WADA on Thursday released the full decision from Eric Cottier, the Swiss investigator it appointed to analyze its handling of the case involving the 23 Chinese swimmers who remained eligible despite testing positive for performance enhancers in 2021.
In echoing wording from an interim report issued earlier this summer, Cottier said it was “reasonable” that WADA chose not to appeal the Chinese anti-doping agency's explanation that the positives came from contamination.
But peppered throughout his granular, 56-page analysis of the case was evidence and reminders of how anti-doping protocols were set aside more, Cottier concluded, for the sake of expediency than to show favoritism toward the Chinese.
“In retrospect at least, the Agency’s silence is curious, in the face of a procedure that does not respect the fundamental rules, and its lack of reaction is surprising,” Cottier wrote of WADA's lack of fealty to the world anti-doping code.
One of the chief complaints over the handling of this case was that neither WADA nor the Chinese gave any public notice upon learning of the positive tests for the banned heart medication Temozolomide, known as TMZ.
The athletes also were largely kept in the dark and the burden to prove their innocence was taken up by Chinese authorities, not the athletes themselves, which runs counter to what the rulebook demands.
Despite the criticisms, WADA generally welcomed the report.

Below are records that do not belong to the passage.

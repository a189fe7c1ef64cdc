// src/data_analysis/derivative.rs

use ndarray::{Array1, ArrayView1};

/// Forward-difference rate of change: `d[i] = (x[i + 1] - x[i]) * sample_rate`.
///
/// The result has one sample fewer than the input. Empty for fewer than two samples or a
/// non-positive / non-finite sample rate.
pub fn forward_derivative(data: ArrayView1<f64>, sample_rate: f64) -> Array1<f64> {
    if data.len() < 2 {
        return Array1::zeros(0);
    }

    // Validate sample_rate to prevent silent failures with invalid values
    if !sample_rate.is_finite() || sample_rate <= 0.0 {
        return Array1::zeros(0);
    }

    Array1::from_iter(data.windows(2).into_iter().map(|w| (w[1] - w[0]) * sample_rate))
}

/// Converts a duration to a whole number of samples (at least one).
pub fn ms_to_samples(duration_ms: f64, sample_rate: f64) -> usize {
    ((duration_ms / 1000.0 * sample_rate).round() as usize).max(1)
}

#[cfg(test)]
mod tests {
    use super::*;
    use ndarray::array;

    #[test]
    fn test_forward_derivative() {
        let data = array![0.0, 1.0, 3.0, 3.0];
        let d = forward_derivative(data.view(), 1000.0);
        assert_eq!(d.to_vec(), vec![1000.0, 2000.0, 0.0]);
    }

    #[test]
    fn test_degenerate_inputs() {
        assert!(forward_derivative(array![1.0].view(), 1000.0).is_empty());
        assert!(forward_derivative(array![1.0, 2.0].view(), 0.0).is_empty());
        assert!(forward_derivative(array![1.0, 2.0].view(), f64::NAN).is_empty());
    }

    #[test]
    fn test_ms_to_samples() {
        assert_eq!(ms_to_samples(300.0, 1000.0), 300);
        assert_eq!(ms_to_samples(50.0, 4000.0), 200);
        assert_eq!(ms_to_samples(0.1, 1000.0), 1);
    }
}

“Above all, (Cottier) reiterated that WADA showed no bias towards China and that its decision not to appeal the cases was reasonable based on the evidence,” WADA director general Olivier Niggli said. “There are however certainly lessons to be learned by WADA and others from this situation.”

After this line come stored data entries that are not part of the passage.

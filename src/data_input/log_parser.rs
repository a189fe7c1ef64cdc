// src/data_input/log_parser.rs

use csv::ReaderBuilder;
use std::fs;
use std::path::Path;
use tracing::{debug, info, warn};

use crate::data_input::log_data::{LogRowData, MOTOR_COUNT};
use crate::error::{AnalysisError, AnalysisResult};

/// Column names looked up in the CSV header row, by target index.
const TARGET_HEADERS: [&str; 27] = [
    "time (us)",                                                  // 0
    "axisP[0]", "axisP[1]", "axisP[2]",                           // 1, 2, 3
    "axisI[0]", "axisI[1]", "axisI[2]",                           // 4, 5, 6
    "axisD[0]", "axisD[1]", "axisD[2]",                           // 7, 8, 9
    "axisF[0]", "axisF[1]", "axisF[2]",                           // 10, 11, 12
    "setpoint[0]", "setpoint[1]", "setpoint[2]", "setpoint[3]",   // 13, 14, 15, 16 (setpoint[3] is throttle)
    "gyroADC[0]", "gyroADC[1]", "gyroADC[2]",                     // 17, 18, 19
    "motor[0]", "motor[1]", "motor[2]", "motor[3]",               // 20, 21, 22, 23
    "rcCommand[0]", "rcCommand[1]", "rcCommand[2]",               // 24, 25, 26 (presence only)
];

const IDX_TIME: usize = 0;
const IDX_P: usize = 1;
const IDX_I: usize = 4;
const IDX_D: usize = 7;
const IDX_F: usize = 10;
const IDX_SETPOINT: usize = 13;
const IDX_GYRO: usize = 17;
const IDX_MOTOR: usize = 20;

/// Headers without which no step analysis is possible.
const ESSENTIAL_HEADERS: [usize; 7] = [IDX_TIME, 13, 14, 15, 17, 18, 19];

/// Everything extracted from one blackbox CSV export.
#[derive(Debug, Clone, Default)]
pub struct ParsedLog {
    /// All parsed log data rows (rows without a valid timestamp are dropped).
    pub rows: Vec<LogRowData>,
    /// Estimated sample rate in Hz, from the mean timestamp delta.
    pub sample_rate: Option<f64>,
    /// Flags indicating if axisF[0-2] headers were found.
    pub f_term_header_found: [bool; 3],
    /// Flags indicating if motor[0-3] headers were found.
    pub motor_header_found: [bool; MOTOR_COUNT],
    /// Metadata key-value pairs found before the CSV headers.
    pub header_metadata: Vec<(String, String)>,
}

/// Parses the CSV log file, extracts data, determines header presence, and calculates sample rate.
pub fn parse_log_file(input_file_path: &Path) -> AnalysisResult<ParsedLog> {
    info!("Reading blackbox log {:?}", input_file_path);
    let contents = fs::read_to_string(input_file_path)?;
    parse_log_str(&contents)
}

/// Parses an in-memory CSV export (header metadata lines followed by the column table).
pub fn parse_log_str(contents: &str) -> AnalysisResult<ParsedLog> {
    // --- Metadata Extraction ---
    let mut header_metadata: Vec<(String, String)> = Vec::new();
    let mut csv_lines: Vec<&str> = Vec::new();
    let mut found_csv_headers = false;

    for line in contents.lines() {
        let trimmed_line = line.trim();
        if trimmed_line.is_empty() {
            continue;
        }

        // The column header row contains "time" and at least one of the known data columns
        if !found_csv_headers
            && trimmed_line.contains("time")
            && (trimmed_line.contains("axisP") || trimmed_line.contains("gyroADC"))
        {
            found_csv_headers = true;
            csv_lines.push(line);
            continue;
        }

        if found_csv_headers {
            csv_lines.push(line);
        } else if let Some((key, value)) = parse_metadata_line(trimmed_line) {
            header_metadata.push((key, value));
        }
    }

    if !found_csv_headers {
        return Err(AnalysisError::NoHeaderRow);
    }
    debug!("Extracted {} metadata entries", header_metadata.len());

    let csv_content = csv_lines.join("\n");
    let mut reader = ReaderBuilder::new()
        .has_headers(true)
        .trim(csv::Trim::All)
        .flexible(true)
        .from_reader(csv_content.as_bytes());

    // Map target headers to CSV column indices.
    let header_record = reader.headers()?.clone();
    let header_indices: Vec<Option<usize>> = TARGET_HEADERS
        .iter()
        .enumerate()
        .map(|(i, &target_header)| {
            if i == IDX_TIME {
                // Special case for time header: check for both "time (us)" and "time"
                header_record.iter().position(|h| {
                    let trimmed = h.trim();
                    trimmed == "time (us)" || trimmed == "time"
                })
            } else {
                header_record.iter().position(|h| h.trim() == target_header)
            }
        })
        .collect();

    let missing_essentials: Vec<String> = ESSENTIAL_HEADERS
        .iter()
        .filter(|&&i| header_indices[i].is_none())
        .map(|&i| format!("'{}'", TARGET_HEADERS[i]))
        .collect();
    if !missing_essentials.is_empty() {
        return Err(AnalysisError::MissingHeaders(missing_essentials.join(", ")));
    }

    let mut f_term_header_found = [false; 3];
    for (axis, found) in f_term_header_found.iter_mut().enumerate() {
        *found = header_indices[IDX_F + axis].is_some();
    }
    let mut motor_header_found = [false; MOTOR_COUNT];
    for (motor, found) in motor_header_found.iter_mut().enumerate() {
        *found = header_indices[IDX_MOTOR + motor].is_some();
    }
    for (i, name) in TARGET_HEADERS.iter().enumerate().skip(1).take(IDX_MOTOR - 1) {
        if header_indices[i].is_none() {
            debug!("Optional header '{}' not found, defaulting to 0.0", name);
        }
    }

    // --- Data Reading and Storage ---
    let mut rows: Vec<LogRowData> = Vec::new();
    for (row_index, result) in reader.records().enumerate() {
        let record = match result {
            Ok(record) => record,
            Err(e) => {
                warn!("Skipping row {} due to CSV read error: {}", row_index + 1, e);
                continue;
            }
        };

        let parse_f64_by_target_idx = |target_idx: usize| -> Option<f64> {
            header_indices
                .get(target_idx)
                .and_then(|opt_csv_idx| opt_csv_idx.as_ref())
                .and_then(|&csv_idx| record.get(csv_idx))
                .and_then(|val_str| val_str.parse::<f64>().ok())
        };

        let mut current_row_data = LogRowData::default();
        match parse_f64_by_target_idx(IDX_TIME) {
            Some(t_us) => current_row_data.time_sec = Some(t_us / 1_000_000.0),
            None => {
                warn!("Skipping row {} due to missing or invalid 'time (us)'", row_index + 1);
                continue;
            }
        }

        for axis in 0..3 {
            current_row_data.p_term[axis] = parse_f64_by_target_idx(IDX_P + axis);
            current_row_data.i_term[axis] = parse_f64_by_target_idx(IDX_I + axis);
            current_row_data.d_term[axis] = parse_f64_by_target_idx(IDX_D + axis);
            current_row_data.f_term[axis] = parse_f64_by_target_idx(IDX_F + axis);
            current_row_data.gyro[axis] = parse_f64_by_target_idx(IDX_GYRO + axis);
        }
        for axis in 0..4 {
            current_row_data.setpoint[axis] = parse_f64_by_target_idx(IDX_SETPOINT + axis);
        }
        for motor in 0..MOTOR_COUNT {
            current_row_data.motor[motor] = parse_f64_by_target_idx(IDX_MOTOR + motor);
        }

        rows.push(current_row_data);
    }
    info!("Finished reading {} data rows", rows.len());

    let sample_rate = estimate_sample_rate(&rows);
    match sample_rate {
        Some(rate) => info!("Estimated sample rate: {:.2} Hz", rate),
        None => warn!(
            "Could not determine sample rate (need >= 2 data points with distinct timestamps)"
        ),
    }

    Ok(ParsedLog {
        rows,
        sample_rate,
        f_term_header_found,
        motor_header_found,
        header_metadata,
    })
}

/// Parses a `"key","value"` metadata line written by blackbox_decode before the data table.
fn parse_metadata_line(line: &str) -> Option<(String, String)> {
    let mut rdr = ReaderBuilder::new()
        .has_headers(false)
        .flexible(true)
        .from_reader(line.as_bytes());
    let record = rdr.records().next()?.ok()?;
    if record.len() < 2 {
        return None;
    }
    let key = record.get(0)?.trim().trim_matches('"').to_string();
    // Values such as "45,80,40" are quoted; join any unquoted tail back together.
    let value = record
        .iter()
        .skip(1)
        .map(|v| v.trim().trim_matches('"'))
        .collect::<Vec<_>>()
        .join(",");
    if key.is_empty() {
        None
    } else {
        Some((key, value))
    }
}

/// Mean sample rate from consecutive timestamp deltas, ignoring duplicates.
fn estimate_sample_rate(rows: &[LogRowData]) -> Option<f64> {
    let mut total_delta = 0.0;
    let mut count = 0usize;
    let mut prev_time: Option<f64> = None;
    for current_time in rows.iter().filter_map(|row| row.time_sec) {
        if let Some(pt) = prev_time {
            let delta = current_time - pt;
            if delta > 1e-9 {
                total_delta += delta;
                count += 1;
            }
        }
        prev_time = Some(current_time);
    }
    if count == 0 {
        return None;
    }
    Some(1.0 / (total_delta / count as f64))
}

#[cfg(test)]
mod tests {
    use super::*;

    const SAMPLE_LOG: &str = "\
\"Product\",\"Blackbox flight data recorder by Nicholas Sherlock\"
\"firmware revision\",\"Betaflight 4.4.2\"
\"rollPID\",\"45,80,40\"
time (us),axisP[0],axisP[1],axisP[2],setpoint[0],setpoint[1],setpoint[2],setpoint[3],gyroADC[0],gyroADC[1],gyroADC[2],motor[0]
0,1,2,3,0,0,0,1200,0.5,0.1,0,1100
1000,1,2,3,10,0,0,1200,1.5,0.2,0,1110
2000,1,2,3,20,0,0,1200,2.5,0.3,0,1120
";

    #[test]
    fn parses_metadata_rows_and_sample_rate() {
        let parsed = parse_log_str(SAMPLE_LOG).unwrap();
        assert_eq!(parsed.rows.len(), 3);
        assert!(parsed
            .header_metadata
            .iter()
            .any(|(k, v)| k == "rollPID" && v == "45,80,40"));
        let rate = parsed.sample_rate.unwrap();
        assert!((rate - 1000.0).abs() < 1e-6);
        assert_eq!(parsed.rows[1].setpoint[0], Some(10.0));
        assert_eq!(parsed.rows[2].gyro[0], Some(2.5));
        assert_eq!(parsed.rows[0].motor[0], Some(1100.0));
        assert_eq!(parsed.rows[0].f_term[0], None);
        assert_eq!(parsed.f_term_header_found, [false; 3]);
        assert_eq!(parsed.motor_header_found, [true, false, false, false]);
    }

    #[test]
    fn missing_gyro_headers_is_an_error() {
        let log = "time (us),axisP[0],setpoint[0],setpoint[1],setpoint[2]\n0,1,2,3,4\n";
        match parse_log_str(log) {
            Err(AnalysisError::MissingHeaders(missing)) => assert!(missing.contains("gyroADC[0]")),
            other => panic!("expected MissingHeaders, got {:?}", other),
        }
    }

    #[test]
    fn no_header_row_is_an_error() {
        assert!(matches!(
            parse_log_str("\"Product\",\"x\"\n1,2,3\n"),
            Err(AnalysisError::NoHeaderRow)
        ));
    }

    #[test]
    fn rows_without_time_are_skipped() {
        let log = "time,gyroADC[0],gyroADC[1],gyroADC[2],setpoint[0],setpoint[1],setpoint[2]\n\
                   0,0,0,0,0,0,0\n\
                   x,0,0,0,0,0,0\n\
                   500,0,0,0,0,0,0\n";
        let parsed = parse_log_str(log).unwrap();
        assert_eq!(parsed.rows.len(), 2);
        assert!((parsed.sample_rate.unwrap() - 2000.0).abs() < 1e-6);
    }
}

// src/data_input/log_parser.rs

One of WADA's fiercest critics, Travis Tygart of the U.S. Anti-Doping Agency, weighed in, saying “this report validates our concerns and only raises new questions that must be answered.”

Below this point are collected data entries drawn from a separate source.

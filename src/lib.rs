// src/lib.rs - Library interface for internal module access

#![allow(non_snake_case)]

pub mod axis_names;
pub mod constants;
pub mod data_analysis;
pub mod data_input;
pub mod error;
pub mod report;
pub mod tuning_analysis;
pub mod types;

// Expose crate version derived from vergen-generated env vars at compile time.
pub fn crate_version() -> &'static str {
    option_env!("VERGEN_GIT_SEMVER").unwrap_or(env!("CARGO_PKG_VERSION"))
}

“You should not have to have a rule that says do the right thing for clean athletes," Tygart said.
Cottier expanded on doubts WADA's own chief scientist, Olivier Rabin, had expressed over the Chinese contamination theory — snippets of which were introduced in the interim report. Rabin was wary of the idea that “a few micrograms” of TMZ found in the kitchen at the hotel where the swimmers stayed could be enough to cause the group contamination.
“Since he was not in a position to exclude the scenario of contamination with solid evidence, he saw no other solution than to accept it, even if he continued to have doubts about the reality of contamination as described by the Chinese authorities,” Cottier wrote.
Though recommendations for changes had been expected in the report, Cottier made none, instead referring to several comments he'd made earlier in the report.
Key among them were his misgivings that a case this big was largely handled in private — a breach of custom, if not the rules themselves — both while China was investigating and after the file had been forwarded to WADA. Not until the New York Times and German broadcaster ARD reported on the positives were any details revealed.
“At the very least, the extraordinary nature of the case (23 swimmers, including top-class athletes, 28 positive tests out of 60 for a banned substance of therapeutic origin, etc.), could have led to coordinated and concerted reflection within the Agency, culminating in a formal and clearly expressed decision to take no action,” the report said.
WADA's executive committee established a working group to address two more of Cottier's criticisms — the first involving what he said was essentially WADA's sloppy recordkeeping and lack of formal protocol, especially in cases this complex; and the second a need to better flesh out rules for complex cases involving group contamination.